Your goal: Go through the entries and say how many lines contain the string "EventStore". The number is the whole answer.
===== Input records
//! Consent gating for the ingestion pipeline
//!
//! The pipeline never decides consent itself; it asks an external
//! [`ConsentProvider`] whether a modality is currently permitted before any
//! event is persisted. Denial is final for that call: the event is not
//! queued "for later".

use crate::types::Modality;

/// Boolean permission query per data modality.
///
/// Implemented by the host application's policy engine. The query is
/// consulted synchronously on every enqueue, so implementations should be
/// cheap (a cached policy lookup, not a network call).
pub trait ConsentProvider: Send + Sync {
    /// Whether collection of the given modality is currently permitted
    fn is_permitted(&self, modality: Modality) -> bool;
}

/// Permits every modality. For tests and trusted embedding contexts.
#[derive(Debug, Clone, Copy, Default)]
pub struct AllowAll;

impl ConsentProvider for AllowAll {
    fn is_permitted(&self, _modality: Modality) -> bool {
        true
    }
}

/// Fixed allow-list of modalities.
#[derive(Debug, Clone, Default)]
pub struct StaticConsent {
    permitted: Vec<Modality>,
}

impl StaticConsent {
    /// Build a provider permitting exactly the given modalities
    pub fn new(permitted: impl Into<Vec<Modality>>) -> Self {
        Self {
            permitted: permitted.into(),
        }
    }
}

impl ConsentProvider for StaticConsent {
    fn is_permitted(&self, modality: Modality) -> bool {
        self.permitted.contains(&modality)
    }
}
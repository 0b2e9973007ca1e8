//! Queue maintenance policy over the event store
//!
//! The store knows how to mutate rows; this layer knows when. Retention,
//! failed-event garbage collection, tombstone pruning, and capacity trims
//! all run through [`QueueManager::run_maintenance`], which the scheduler
//! invokes on a slow cadence.

use std::sync::Arc;

use chrono::{DateTime, Utc};

use crate::config::PipelineConfig;
use crate::db::{EventStore, RetryPolicy};
use crate::error::Result;
use crate::types::QueuedEvent;

/// Summary of one maintenance sweep
#[derive(Debug, Clone, Copy, Default, PartialEq, Eq)]
pub struct MaintenanceReport {
    /// Delivered events past the retention window
    pub expired: usize,
    /// Undelivered events dropped after exhausting retries
    pub failed_dropped: usize,
    /// Dedup tombstones pruned by age
    pub tombstones_pruned: usize,
    /// Delivered events evicted under capacity pressure
    pub trimmed: usize,
}

/// Query and maintenance operations over the persistent store
pub struct QueueManager {
    store: Arc<EventStore>,
    config: PipelineConfig,
}

impl QueueManager {
    pub fn new(store: Arc<EventStore>, config: PipelineConfig) -> Self {
        Self { store, config }
    }

    /// Backoff policy for failed delivery attempts
    pub fn retry_policy(&self) -> RetryPolicy {
        RetryPolicy {
            base_secs: self.config.retry_base_secs,
            cap_secs: self.config.retry_cap_secs,
        }
    }

    /// Events due for delivery, oldest occurrence first
    pub fn get_pending_events(&self, limit: usize, now: DateTime<Utc>) -> Result<Vec<QueuedEvent>> {
        self.store.get_pending_events(limit, now)
    }

    /// Count of undelivered events
    pub fn pending_count(&self) -> Result<usize> {
        self.store.pending_count()
    }

    /// Count of all queued rows
    pub fn total_count(&self) -> Result<usize> {
        self.store.total_count()
    }

    /// Mark a delivered batch processed (tombstones seeded atomically)
    pub fn mark_batch_processed(&self, ids: &[i64], now: DateTime<Utc>) -> Result<()> {
        self.store.mark_batch_processed(ids, now)
    }

    /// Record a failed delivery attempt against every event in a batch
    pub fn record_batch_retry_failure(
        &self,
        ids: &[i64],
        error: &str,
        now: DateTime<Utc>,
    ) -> Result<()> {
        self.store
            .record_batch_retry_failure(ids, error, now, self.retry_policy())
    }

    /// One full maintenance sweep: retention, failed-event GC, tombstone
    /// pruning, and capacity trim.
    pub fn run_maintenance(&self, now: DateTime<Utc>) -> Result<MaintenanceReport> {
        let expired = self
            .store
            .delete_old_events(self.config.retention_days, now)?;

        let failed_dropped = self.store.delete_failed_events(self.config.max_retries)?;
        if failed_dropped > 0 {
            // Deliberate best-effort trade-off: these events are lost
            tracing::warn!(
                count = failed_dropped,
                max_retries = self.config.max_retries,
                "Dropped events that exhausted their delivery attempts"
            );
        }

        let tombstones_pruned = self
            .store
            .prune_tombstones(self.config.tombstone_retention_days, now)?;

        let trimmed = self.store.trim(self.config.max_queue_size)?;
        if trimmed > 0 {
            tracing::warn!(
                count = trimmed,
                max_queue_size = self.config.max_queue_size,
                "Evicted delivered events under capacity pressure"
            );
        }

        let report = MaintenanceReport {
            expired,
            failed_dropped,
            tombstones_pruned,
            trimmed,
        };

        tracing::debug!(?report, "Maintenance sweep complete");
        Ok(report)
    }
}
//! Database schema and migrations
//!
//! Uses SQLite with embedded migrations managed via PRAGMA user_version.

use rusqlite::Connection;

/// Current schema version
pub const SCHEMA_VERSION: i32 = 1;

/// SQL migrations, indexed by version number
const MIGRATIONS: &[&str] = &[
    // Version 1: Initial schema
    r#"
    -- ============================================
    -- Queue: events awaiting (or after) delivery
    -- ============================================

    CREATE TABLE IF NOT EXISTS queued_events (
        id               INTEGER PRIMARY KEY AUTOINCREMENT,
        event_type       TEXT NOT NULL,
        payload          BLOB NOT NULL,
        occurred_at      DATETIME NOT NULL,
        created_at       DATETIME NOT NULL,
        processed        INTEGER NOT NULL DEFAULT 0,
        source_tag       TEXT NOT NULL,
        privacy_scope    TEXT NOT NULL,
        consent_version  INTEGER NOT NULL,
        idempotency_key  TEXT NOT NULL UNIQUE,
        retry_count      INTEGER NOT NULL DEFAULT 0,
        last_error       TEXT,
        next_retry_at    DATETIME
    );

    -- ============================================
    -- Dedup tombstones: delivered keys, age-pruned
    -- ============================================

    CREATE TABLE IF NOT EXISTS processed_keys (
        key              TEXT PRIMARY KEY,
        processed_at     DATETIME NOT NULL
    );

    -- ============================================
    -- Pipeline metadata (upload stats)
    -- ============================================

    CREATE TABLE IF NOT EXISTS pipeline_meta (
        key              TEXT PRIMARY KEY,
        value            TEXT NOT NULL
    );

    -- ============================================
    -- Indexes
    -- ============================================

    CREATE INDEX IF NOT EXISTS idx_queued_pending
        ON queued_events(processed, next_retry_at, occurred_at);
    CREATE INDEX IF NOT EXISTS idx_queued_occurred ON queued_events(occurred_at);
    CREATE INDEX IF NOT EXISTS idx_queued_retry ON queued_events(retry_count)
        WHERE processed = 0;
    CREATE INDEX IF NOT EXISTS idx_processed_keys_age ON processed_keys(processed_at);
    "#,
];

/// Run all pending migrations
pub fn run_migrations(conn: &Connection) -> crate::error::Result<()> {
    let current_version: i32 = conn
        .query_row("PRAGMA user_version", [], |r| r.get(0))
        .unwrap_or(0);

    tracing::info!(
        current_version,
        target_version = SCHEMA_VERSION,
        "Checking database migrations"
    );

    for (i, migration) in MIGRATIONS.iter().enumerate() {
        let version = (i + 1) as i32;
        if version > current_version {
            tracing::info!(version, "Running migration");
            conn.execute_batch(migration)?;
            conn.execute(&format!("PRAGMA user_version = {}", version), [])?;
        }
    }

    if current_version < SCHEMA_VERSION {
        tracing::info!(
            from = current_version,
            to = SCHEMA_VERSION,
            "Migrations complete"
        );
    }

    Ok(())
}

/// Get the current schema version from the database
pub fn get_schema_version(conn: &Connection) -> crate::error::Result<i32> {
    let version: i32 = conn.query_row("PRAGMA user_version", [], |r| r.get(0))?;
    Ok(version)
}
//! Configuration loading and management
//!
//! Configuration is loaded from `~/.config/candor/config.toml`
//!
//! This module follows the XDG Base Directory Specification:
//! - Config: `$XDG_CONFIG_HOME/candor/` (~/.config/candor/)
//! - Data: `$XDG_DATA_HOME/candor/` (~/.local/share/candor/)
//! - State/Logs: `$XDG_STATE_HOME/candor/` (~/.local/state/candor/)
//!
//! The queue database lives in the data directory. The host application is
//! responsible for encryption-at-rest of that directory; candor assumes the
//! capability is present and does not manage keys.

use crate::error::{Error, Result};
use serde::Deserialize;
use std::path::PathBuf;

/// Returns a best-effort home directory path.
fn home_dir() -> PathBuf {
    std::env::var_os("HOME")
        .map(PathBuf::from)
        .or_else(dirs::home_dir)
        .unwrap_or_else(|| PathBuf::from("."))
}

/// Returns XDG_CONFIG_HOME or ~/.config
fn xdg_config_home() -> PathBuf {
    std::env::var("XDG_CONFIG_HOME")
        .map(PathBuf::from)
        .unwrap_or_else(|_| home_dir().join(".config"))
}

/// Returns XDG_DATA_HOME or ~/.local/share
fn xdg_data_home() -> PathBuf {
    std::env::var("XDG_DATA_HOME")
        .map(PathBuf::from)
        .unwrap_or_else(|_| home_dir().join(".local/share"))
}

/// Returns XDG_STATE_HOME or ~/.local/state
fn xdg_state_home() -> PathBuf {
    std::env::var("XDG_STATE_HOME")
        .map(PathBuf::from)
        .unwrap_or_else(|_| home_dir().join(".local/state"))
}

/// Main configuration struct
#[derive(Debug, Deserialize, Default)]
pub struct Config {
    /// Queue and batching configuration
    #[serde(default)]
    pub pipeline: PipelineConfig,

    /// Collector upload configuration
    #[serde(default)]
    pub uploader: UploaderConfig,

    /// Logging configuration
    #[serde(default)]
    pub logging: LoggingConfig,
}

/// Queue, batching, and retention configuration
#[derive(Debug, Deserialize, Clone)]
pub struct PipelineConfig {
    /// Events per upload batch
    #[serde(default = "default_batch_size")]
    pub batch_size: usize,

    /// Maximum queued events before enqueue returns QueueFull
    #[serde(default = "default_max_queue_size")]
    pub max_queue_size: usize,

    /// Seconds between periodic flushes
    #[serde(default = "default_flush_interval")]
    pub flush_interval_secs: u64,

    /// Seconds between maintenance sweeps (retention, GC, trim)
    #[serde(default = "default_maintenance_interval")]
    pub maintenance_interval_secs: u64,

    /// Days to keep processed events before deletion
    #[serde(default = "default_retention_days")]
    pub retention_days: i64,

    /// Days to keep dedup tombstones after their event is delivered
    #[serde(default = "default_tombstone_retention_days")]
    pub tombstone_retention_days: i64,

    /// Failed-attempt count at which an event is dropped
    #[serde(default = "default_max_retries")]
    pub max_retries: i64,

    /// Base for the per-event retry backoff, in seconds
    #[serde(default = "default_retry_base")]
    pub retry_base_secs: i64,

    /// Ceiling for the per-event retry backoff, in seconds
    #[serde(default = "default_retry_cap")]
    pub retry_cap_secs: i64,
}

impl Default for PipelineConfig {
    fn default() -> Self {
        Self {
            batch_size: default_batch_size(),
            max_queue_size: default_max_queue_size(),
            flush_interval_secs: default_flush_interval(),
            maintenance_interval_secs: default_maintenance_interval(),
            retention_days: default_retention_days(),
            tombstone_retention_days: default_tombstone_retention_days(),
            max_retries: default_max_retries(),
            retry_base_secs: default_retry_base(),
            retry_cap_secs: default_retry_cap(),
        }
    }
}

fn default_batch_size() -> usize {
    50
}

fn default_max_queue_size() -> usize {
    10_000
}

fn default_flush_interval() -> u64 {
    30
}

fn default_maintenance_interval() -> u64 {
    3600
}

fn default_retention_days() -> i64 {
    7
}

fn default_tombstone_retention_days() -> i64 {
    30
}

fn default_max_retries() -> i64 {
    10
}

fn default_retry_base() -> i64 {
    2
}

fn default_retry_cap() -> i64 {
    3600
}

impl PipelineConfig {
    /// Validate configuration, returning error message if invalid
    pub fn validate(&self) -> Result<()> {
        if self.batch_size == 0 || self.batch_size > 500 {
            return Err(Error::Config(
                "pipeline.batch_size must be between 1 and 500".to_string(),
            ));
        }
        if self.max_queue_size < self.batch_size {
            return Err(Error::Config(
                "pipeline.max_queue_size must be at least pipeline.batch_size".to_string(),
            ));
        }
        if self.retry_base_secs <= 0 || self.retry_cap_secs < self.retry_base_secs {
            return Err(Error::Config(
                "pipeline retry backoff requires 0 < retry_base_secs <= retry_cap_secs"
                    .to_string(),
            ));
        }
        Ok(())
    }
}

/// Collector upload configuration
///
/// When enabled, candor uploads queued events to the collector in batches.
/// When disabled, events accumulate locally (subject to retention and
/// capacity limits) and flushes are no-ops.
#[derive(Debug, Deserialize, Clone)]
pub struct UploaderConfig {
    /// Enable/disable uploads
    #[serde(default)]
    pub enabled: bool,

    /// Collector base URL (e.g. `https://collector.example.com`)
    pub server_url: Option<String>,

    /// Stable device identifier sent with every batch
    pub device_id: Option<String>,

    /// API key (from device registration)
    pub api_key: Option<String>,

    /// HTTP request timeout in seconds
    #[serde(default = "default_uploader_timeout")]
    pub timeout_secs: u64,

    /// Delivery attempts per upload call (including the first)
    #[serde(default = "default_uploader_max_attempts")]
    pub max_attempts: u32,
}

impl Default for UploaderConfig {
    fn default() -> Self {
        Self {
            enabled: false,
            server_url: None,
            device_id: None,
            api_key: None,
            timeout_secs: default_uploader_timeout(),
            max_attempts: default_uploader_max_attempts(),
        }
    }
}

fn default_uploader_timeout() -> u64 {
    30
}

fn default_uploader_max_attempts() -> u32 {
    3
}

impl UploaderConfig {
    /// Check if the uploader is properly configured and enabled
    pub fn is_ready(&self) -> bool {
        self.enabled && self.server_url.is_some() && self.device_id.is_some()
    }

    /// Validate configuration, returning error message if invalid
    pub fn validate(&self) -> Result<()> {
        if !self.enabled {
            return Ok(());
        }

        if self.server_url.is_none() {
            return Err(Error::Config(
                "uploader.server_url is required when uploader is enabled".to_string(),
            ));
        }
        if self.device_id.is_none() {
            return Err(Error::Config(
                "uploader.device_id is required when uploader is enabled".to_string(),
            ));
        }
        if self.max_attempts == 0 {
            return Err(Error::Config(
                "uploader.max_attempts must be at least 1".to_string(),
            ));
        }
        Ok(())
    }
}

/// Logging configuration
#[derive(Debug, Deserialize)]
pub struct LoggingConfig {
    /// Log level (trace, debug, info, warn, error)
    #[serde(default = "default_log_level")]
    pub level: String,

    /// Maximum number of log files to keep
    #[serde(default = "default_max_log_files")]
    pub max_files: usize,
}

impl Default for LoggingConfig {
    fn default() -> Self {
        Self {
            level: default_log_level(),
            max_files: default_max_log_files(),
        }
    }
}

fn default_log_level() -> String {
    "info".to_string()
}

fn default_max_log_files() -> usize {
    5
}

impl Config {
    /// Load configuration from the default path
    pub fn load() -> Result<Self> {
        let config_path = Self::config_path();

        if !config_path.exists() {
            tracing::info!("No config file found at {:?}, using defaults", config_path);
            return Ok(Config::default());
        }

        Self::load_from(&config_path)
    }

    /// Load configuration from a specific path
    pub fn load_from(path: &PathBuf) -> Result<Self> {
        let content = std::fs::read_to_string(path)
            .map_err(|e| Error::Config(format!("failed to read config file {:?}: {}", path, e)))?;

        let config: Config = toml::from_str(&content)
            .map_err(|e| Error::Config(format!("failed to parse config: {}", e)))?;

        config.pipeline.validate()?;
        config.uploader.validate()?;

        Ok(config)
    }

    /// Returns the default config file path
    ///
    /// `$XDG_CONFIG_HOME/candor/config.toml` (~/.config/candor/config.toml)
    pub fn config_path() -> PathBuf {
        xdg_config_home().join("candor").join("config.toml")
    }

    /// Returns the data directory path (for the queue database)
    ///
    /// `$XDG_DATA_HOME/candor/` (~/.local/share/candor/)
    pub fn data_dir() -> PathBuf {
        xdg_data_home().join("candor")
    }

    /// Returns the state directory path (for logs)
    ///
    /// `$XDG_STATE_HOME/candor/` (~/.local/state/candor/)
    pub fn state_dir() -> PathBuf {
        xdg_state_home().join("candor")
    }

    /// Returns the queue database file path
    ///
    /// `$XDG_DATA_HOME/candor/queue.db` (~/.local/share/candor/queue.db)
    pub fn database_path() -> PathBuf {
        Self::data_dir().join("queue.db")
    }

    /// Returns the log file path
    ///
    /// `$XDG_STATE_HOME/candor/candor.log` (~/.local/state/candor/candor.log)
    pub fn log_path() -> PathBuf {
        Self::state_dir().join("candor.log")
    }
}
==========
Written solution: 3